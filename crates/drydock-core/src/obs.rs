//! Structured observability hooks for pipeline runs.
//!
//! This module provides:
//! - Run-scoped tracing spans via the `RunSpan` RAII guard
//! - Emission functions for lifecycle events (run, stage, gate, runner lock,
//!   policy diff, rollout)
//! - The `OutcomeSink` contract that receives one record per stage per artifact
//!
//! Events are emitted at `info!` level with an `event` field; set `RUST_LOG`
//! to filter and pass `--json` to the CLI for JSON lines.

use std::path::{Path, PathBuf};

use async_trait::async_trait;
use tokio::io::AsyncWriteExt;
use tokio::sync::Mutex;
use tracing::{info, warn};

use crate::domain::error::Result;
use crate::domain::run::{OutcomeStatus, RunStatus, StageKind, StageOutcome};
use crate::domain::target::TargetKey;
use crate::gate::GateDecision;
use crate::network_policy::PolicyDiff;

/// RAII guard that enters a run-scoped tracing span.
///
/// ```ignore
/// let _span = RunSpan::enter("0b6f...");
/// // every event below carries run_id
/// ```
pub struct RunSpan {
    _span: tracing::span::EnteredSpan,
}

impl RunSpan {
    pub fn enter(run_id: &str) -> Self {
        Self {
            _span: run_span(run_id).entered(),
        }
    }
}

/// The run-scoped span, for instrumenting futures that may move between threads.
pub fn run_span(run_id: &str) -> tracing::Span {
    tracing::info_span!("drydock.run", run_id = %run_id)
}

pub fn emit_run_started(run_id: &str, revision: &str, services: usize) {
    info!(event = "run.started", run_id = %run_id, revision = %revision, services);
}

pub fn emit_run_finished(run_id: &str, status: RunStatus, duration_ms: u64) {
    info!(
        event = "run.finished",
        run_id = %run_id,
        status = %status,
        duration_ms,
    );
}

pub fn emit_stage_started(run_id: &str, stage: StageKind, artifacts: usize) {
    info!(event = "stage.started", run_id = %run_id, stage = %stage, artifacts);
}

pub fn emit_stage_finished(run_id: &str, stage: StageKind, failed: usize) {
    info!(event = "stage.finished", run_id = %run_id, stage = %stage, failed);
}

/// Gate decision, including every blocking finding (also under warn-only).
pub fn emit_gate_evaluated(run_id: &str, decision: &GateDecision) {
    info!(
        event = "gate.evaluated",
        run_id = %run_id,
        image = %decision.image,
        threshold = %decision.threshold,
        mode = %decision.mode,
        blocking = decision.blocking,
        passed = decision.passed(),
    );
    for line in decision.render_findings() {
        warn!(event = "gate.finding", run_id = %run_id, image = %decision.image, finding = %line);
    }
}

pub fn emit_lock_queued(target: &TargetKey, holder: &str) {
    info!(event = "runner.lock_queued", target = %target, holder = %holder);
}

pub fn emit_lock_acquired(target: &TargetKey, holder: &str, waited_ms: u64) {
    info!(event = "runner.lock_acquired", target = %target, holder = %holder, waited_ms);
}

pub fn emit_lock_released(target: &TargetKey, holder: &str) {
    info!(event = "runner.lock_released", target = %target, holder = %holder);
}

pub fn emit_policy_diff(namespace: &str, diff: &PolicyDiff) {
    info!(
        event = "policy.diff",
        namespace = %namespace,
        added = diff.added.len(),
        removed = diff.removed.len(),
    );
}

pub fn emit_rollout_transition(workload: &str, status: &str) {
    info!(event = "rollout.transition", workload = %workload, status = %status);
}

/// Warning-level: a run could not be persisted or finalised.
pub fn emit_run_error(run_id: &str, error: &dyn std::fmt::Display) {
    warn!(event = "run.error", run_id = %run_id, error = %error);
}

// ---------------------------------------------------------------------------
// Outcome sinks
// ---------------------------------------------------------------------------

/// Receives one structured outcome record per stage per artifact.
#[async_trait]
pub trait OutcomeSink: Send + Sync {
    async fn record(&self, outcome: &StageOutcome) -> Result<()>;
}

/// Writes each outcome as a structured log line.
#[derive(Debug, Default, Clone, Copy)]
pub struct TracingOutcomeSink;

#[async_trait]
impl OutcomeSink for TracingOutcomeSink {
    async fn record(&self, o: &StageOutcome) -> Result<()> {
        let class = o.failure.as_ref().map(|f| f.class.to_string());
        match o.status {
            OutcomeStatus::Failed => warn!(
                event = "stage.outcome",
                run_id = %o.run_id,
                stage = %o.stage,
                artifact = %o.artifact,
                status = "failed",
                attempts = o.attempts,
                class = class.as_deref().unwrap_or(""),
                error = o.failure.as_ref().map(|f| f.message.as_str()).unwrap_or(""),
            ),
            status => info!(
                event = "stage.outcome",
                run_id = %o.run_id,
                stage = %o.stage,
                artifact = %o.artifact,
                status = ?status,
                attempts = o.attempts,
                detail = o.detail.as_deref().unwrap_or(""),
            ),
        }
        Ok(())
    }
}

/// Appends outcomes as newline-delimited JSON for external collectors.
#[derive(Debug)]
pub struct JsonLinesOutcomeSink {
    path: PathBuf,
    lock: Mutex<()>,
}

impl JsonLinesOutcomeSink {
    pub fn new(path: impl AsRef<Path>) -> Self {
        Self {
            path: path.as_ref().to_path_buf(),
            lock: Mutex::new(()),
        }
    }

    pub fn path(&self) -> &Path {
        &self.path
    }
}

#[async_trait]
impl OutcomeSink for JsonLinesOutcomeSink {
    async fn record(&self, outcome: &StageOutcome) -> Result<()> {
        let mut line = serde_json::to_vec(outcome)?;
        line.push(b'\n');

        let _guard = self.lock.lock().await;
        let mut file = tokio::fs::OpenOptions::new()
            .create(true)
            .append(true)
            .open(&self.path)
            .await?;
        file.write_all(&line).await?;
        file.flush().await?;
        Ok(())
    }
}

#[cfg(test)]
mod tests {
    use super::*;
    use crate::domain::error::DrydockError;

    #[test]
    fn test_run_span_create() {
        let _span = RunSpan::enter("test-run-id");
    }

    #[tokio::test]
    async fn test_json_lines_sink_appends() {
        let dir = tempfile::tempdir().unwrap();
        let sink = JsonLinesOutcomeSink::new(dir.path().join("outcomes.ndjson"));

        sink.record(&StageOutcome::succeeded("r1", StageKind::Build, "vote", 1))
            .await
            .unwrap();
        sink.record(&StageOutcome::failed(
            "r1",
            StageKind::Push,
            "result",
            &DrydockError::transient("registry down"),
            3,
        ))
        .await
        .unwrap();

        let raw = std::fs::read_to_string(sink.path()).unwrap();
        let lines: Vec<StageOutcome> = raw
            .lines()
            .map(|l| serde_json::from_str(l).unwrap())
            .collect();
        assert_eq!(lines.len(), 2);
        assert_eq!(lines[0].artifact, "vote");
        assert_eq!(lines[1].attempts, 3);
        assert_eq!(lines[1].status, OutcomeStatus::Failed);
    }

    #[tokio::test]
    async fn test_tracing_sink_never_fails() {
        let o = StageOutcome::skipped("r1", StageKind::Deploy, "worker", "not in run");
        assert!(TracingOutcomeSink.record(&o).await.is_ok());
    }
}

::::

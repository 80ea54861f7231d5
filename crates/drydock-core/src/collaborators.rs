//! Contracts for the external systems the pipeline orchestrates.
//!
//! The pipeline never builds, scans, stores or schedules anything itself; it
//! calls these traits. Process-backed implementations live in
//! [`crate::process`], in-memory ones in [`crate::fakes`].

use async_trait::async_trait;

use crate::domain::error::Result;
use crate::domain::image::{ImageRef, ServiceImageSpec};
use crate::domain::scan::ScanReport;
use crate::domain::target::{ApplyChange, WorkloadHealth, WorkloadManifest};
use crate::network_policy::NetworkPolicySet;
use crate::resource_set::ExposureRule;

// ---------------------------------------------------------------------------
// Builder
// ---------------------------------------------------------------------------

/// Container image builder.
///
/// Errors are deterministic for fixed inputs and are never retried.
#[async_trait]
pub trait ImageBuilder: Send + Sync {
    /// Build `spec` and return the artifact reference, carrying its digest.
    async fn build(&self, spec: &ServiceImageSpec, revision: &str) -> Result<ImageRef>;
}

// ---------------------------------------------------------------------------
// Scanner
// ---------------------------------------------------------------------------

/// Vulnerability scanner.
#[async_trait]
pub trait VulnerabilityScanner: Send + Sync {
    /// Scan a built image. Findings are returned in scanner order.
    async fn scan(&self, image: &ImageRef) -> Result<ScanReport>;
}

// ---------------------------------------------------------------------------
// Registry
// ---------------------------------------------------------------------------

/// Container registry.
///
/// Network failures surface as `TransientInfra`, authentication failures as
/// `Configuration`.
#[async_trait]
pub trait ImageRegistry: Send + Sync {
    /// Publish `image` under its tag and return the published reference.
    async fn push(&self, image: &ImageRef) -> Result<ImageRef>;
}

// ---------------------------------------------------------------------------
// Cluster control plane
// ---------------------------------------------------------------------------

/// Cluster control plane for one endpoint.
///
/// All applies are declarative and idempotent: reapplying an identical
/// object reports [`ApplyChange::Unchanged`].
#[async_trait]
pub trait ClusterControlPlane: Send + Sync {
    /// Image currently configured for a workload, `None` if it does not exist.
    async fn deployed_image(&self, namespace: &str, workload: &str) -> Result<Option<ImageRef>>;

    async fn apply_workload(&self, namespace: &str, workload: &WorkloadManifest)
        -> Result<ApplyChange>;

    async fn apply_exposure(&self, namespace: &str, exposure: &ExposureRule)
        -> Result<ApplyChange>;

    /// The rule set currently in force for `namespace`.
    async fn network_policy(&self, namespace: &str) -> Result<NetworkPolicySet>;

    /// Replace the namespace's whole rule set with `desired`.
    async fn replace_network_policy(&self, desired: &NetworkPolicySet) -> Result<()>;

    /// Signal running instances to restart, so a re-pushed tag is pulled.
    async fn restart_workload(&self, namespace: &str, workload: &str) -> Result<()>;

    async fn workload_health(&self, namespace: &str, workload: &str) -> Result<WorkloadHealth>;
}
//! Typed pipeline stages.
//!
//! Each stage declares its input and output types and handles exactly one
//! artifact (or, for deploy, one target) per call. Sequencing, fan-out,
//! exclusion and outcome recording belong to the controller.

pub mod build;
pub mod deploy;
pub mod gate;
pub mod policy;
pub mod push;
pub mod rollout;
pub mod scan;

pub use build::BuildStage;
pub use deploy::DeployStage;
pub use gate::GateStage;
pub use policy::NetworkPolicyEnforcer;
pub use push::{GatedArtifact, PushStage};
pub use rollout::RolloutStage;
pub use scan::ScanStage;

::::

> [AIM OF THE TASK]: Scan the listing above for the line that has "async fn network_policy(&self, namespace: &str)", then copy exactly from that line through the line that has "handles exactly one".

> [TASK SOLUTION]:
    async fn network_policy(&self, namespace: &str) -> Result<NetworkPolicySet>;

    /// Replace the namespace's whole rule set with `desired`.
    async fn replace_network_policy(&self, desired: &NetworkPolicySet) -> Result<()>;

    /// Signal running instances to restart, so a re-pushed tag is pulled.
    async fn restart_workload(&self, namespace: &str, workload: &str) -> Result<()>;

    async fn workload_health(&self, namespace: &str, workload: &str) -> Result<WorkloadHealth>;
}
//! Typed pipeline stages.
//!
//! Each stage declares its input and output types and handles exactly one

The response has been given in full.